For identity governance patterns and common failure modes, the Ultimate Guide to NHIs is a useful reference point, especially where service accounts and API keys move across account lines. In platform engineering contexts, the same logic is often paired with NIST Cybersecurity Framework 2.0 to keep access traceable across shared environments.
Why It Matters in NHI Security
Cross-account trust boundaries matter because they define how far a compromise can spread when a token, secret, or service identity is abused. In NHI-heavy environments, the security problem is rarely just initial access. It is the ability to pivot from one account into another, accumulate privileges, and bypass the controls that would have contained the event inside a single workload or tenant.
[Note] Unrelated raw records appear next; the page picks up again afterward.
// Copyright 2022 Webb Technologies Inc.
//
// Licensed under the Apache License, Version 2.0 (the "License");
// you may not use this file except in compliance with the License.
// You may obtain a copy of the License at
//
// http://www.apache.org/licenses/LICENSE-2.0
//
// Unless required by applicable law or agreed to in writing, software
// distributed under the License is distributed on an "AS IS" BASIS,
// WITHOUT WARRANTIES OR CONDITIONS OF ANY KIND, either express or implied.
// See the License for the specific language governing permissions and
// limitations under the License.

//! # Relayer Types Module 🕸️
//!
//! Chain-agnostic value types shared by every crossbridge relayer crate:
//! the cross-chain [`Message`], domain and resource identifiers, and the
//! destination-chain proposal lifecycle.

use serde::{Deserialize, Serialize};

pub mod private_key;
pub mod rpc_url;

/// Small integer uniquely identifying one configured chain within this
/// relayer instance.
#[derive(
    Debug,
    Clone,
    Copy,
    PartialEq,
    Eq,
    Hash,
    PartialOrd,
    Ord,
    Serialize,
    Deserialize,
)]
#[serde(transparent)]
pub struct DomainId(pub u8);

impl std::fmt::Display for DomainId {
    fn fmt(&self, f: &mut std::fmt::Formatter<'_>) -> std::fmt::Result {
        write!(f, "{}", self.0)
    }
}

impl From<u8> for DomainId {
    fn from(id: u8) -> Self {
        Self(id)
    }
}

/// Per-source-domain monotonic counter uniquely identifying a bridge
/// deposit event.
pub type DepositNonce = u64;

/// Fixed-size identifier naming an asset/resource type understood by both
/// source and destination handlers.
#[derive(Clone, Copy, PartialEq, Eq, Hash)]
pub struct ResourceId(pub [u8; 32]);

impl ResourceId {
    /// Returns the raw bytes of the resource id.
    pub fn into_bytes(self) -> [u8; 32] {
        self.0
    }

    /// Parses a resource id from a hex string, with or without the `0x`
    /// prefix.
    pub fn from_hex(s: &str) -> Option<Self> {
        let s = s.strip_prefix("0x").unwrap_or(s);
        let bytes = hex::decode(s).ok()?;
        let bytes: [u8; 32] = bytes.try_into().ok()?;
        Some(Self(bytes))
    }
}

impl std::fmt::Display for ResourceId {
    fn fmt(&self, f: &mut std::fmt::Formatter<'_>) -> std::fmt::Result {
        write!(f, "0x{}", hex::encode(self.0))
    }
}

impl std::fmt::Debug for ResourceId {
    fn fmt(&self, f: &mut std::fmt::Formatter<'_>) -> std::fmt::Result {
        write!(f, "ResourceId({self})")
    }
}

impl From<[u8; 32]> for ResourceId {
    fn from(bytes: [u8; 32]) -> Self {
        Self(bytes)
    }
}

impl Serialize for ResourceId {
    fn serialize<S>(&self, serializer: S) -> Result<S::Ok, S::Error>
    where
        S: serde::Serializer,
    {
        serializer.serialize_str(&self.to_string())
    }
}

impl<'de> Deserialize<'de> for ResourceId {
    fn deserialize<D>(deserializer: D) -> Result<Self, D::Error>
    where
        D: serde::Deserializer<'de>,
    {
        let s = String::deserialize(deserializer)?;
        ResourceId::from_hex(&s).ok_or_else(|| {
            serde::de::Error::custom(format!(
                "expected a 32 byte hex string, got {s:?}"
            ))
        })
    }
}

/// The lifecycle of a destination-chain proposal, as reported by the
/// bridge contract. This relayer observes the state, it never owns it.
#[derive(Debug, Clone, Copy, PartialEq, Eq, Serialize, Deserialize)]
pub enum ProposalStatus {
    /// No vote has been cast yet.
    Inactive,
    /// At least one relayer voted, threshold not reached.
    Active,
    /// The vote threshold was reached, execution pending.
    Passed,
    /// The proposal was executed on the destination chain.
    Executed,
    /// The proposal was cancelled and will never execute.
    Cancelled,
}

impl ProposalStatus {
    /// Whether the proposal reached a terminal state and no further vote
    /// can change it.
    pub fn is_terminal(&self) -> bool {
        matches!(self, Self::Executed | Self::Cancelled)
    }
}

impl TryFrom<u8> for ProposalStatus {
    type Error = crossbridge_relayer_utils::Error;

    fn try_from(status: u8) -> Result<Self, Self::Error> {
        match status {
            0 => Ok(Self::Inactive),
            1 => Ok(Self::Active),
            2 => Ok(Self::Passed),
            3 => Ok(Self::Executed),
            4 => Ok(Self::Cancelled),
            s => Err(
                crossbridge_relayer_utils::Error::UnknownProposalStatus(s),
            ),
        }
    }
}

/// The chain-agnostic unit of cross-chain intent, produced by a source
/// chain listener and consumed by a destination chain voter.
///
/// `(source, deposit_nonce)` uniquely identifies a message. Replay of the
/// same pair must be filtered by the destination's on-chain proposal
/// status, not by local bookkeeping alone, because this process is not
/// the only voter in a multi-relayer deployment.
#[derive(Debug, Clone, PartialEq, Eq, Serialize, Deserialize)]
pub struct Message {
    /// Domain id of the chain the deposit was observed on.
    pub source: DomainId,
    /// Domain id of the chain the proposal must be voted on.
    pub destination: DomainId,
    /// Idempotency key, monotonic per source domain.
    pub deposit_nonce: DepositNonce,
    /// Names the asset/resource type for handler dispatch.
    pub resource_id: ResourceId,
    /// Ordered handler-specific payload parts, e.g. `[amount, recipient]`
    /// for a fungible transfer.
    pub payload: Vec<Vec<u8>>,
}

impl std::fmt::Display for Message {
    fn fmt(&self, f: &mut std::fmt::Formatter<'_>) -> std::fmt::Result {
        write!(
            f,
            "Message({} => {}, nonce {}, resource {})",
            self.source, self.destination, self.deposit_nonce, self.resource_id
        )
    }
}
This is especially important for agentic AI, where tool use and delegated execution can make cross-account access look operationally efficient while silently expanding blast radius. NHI Management Group reports that 97% of NHIs carry excessive privileges, increasing unauthorised access and broadening the attack surface, which makes poorly governed trust boundaries even more dangerous. The Ultimate Guide to NHIs shows that strong lifecycle controls and visibility are prerequisites, not optional enhancements, when identities are allowed to cross administrative domains.
Organisations typically encounter the cost of weak cross-account trust only after a token is abused, at which point boundary cleanup becomes operationally unavoidable to address.
Standards & Framework Alignment
This section maps relevant standards and security frameworks to the operational risks and controls described in this guidance.
OWASP Non-Human Identity Top 10 address the attack and risk surface, while NIST CSF 2.0 and NIST Zero Trust (SP 800-207) set the governance and control requirements practitioners need to meet.
| Framework | Control / Reference | Relevance |
|---|---|---|
| OWASP Non-Human Identity Top 10 | NHI-02 | Cross-account trust expands secret and token exposure across NHI boundaries. |
| NIST CSF 2.0 | PR.AC-4 | Addresses access permissions and remote access governance across accounts. |
| NIST Zero Trust (SP 800-207) | Zero trust requires explicit verification before any cross-boundary access is granted. |
Minimize trust paths and review cross-account roles for least privilege and revocation readiness.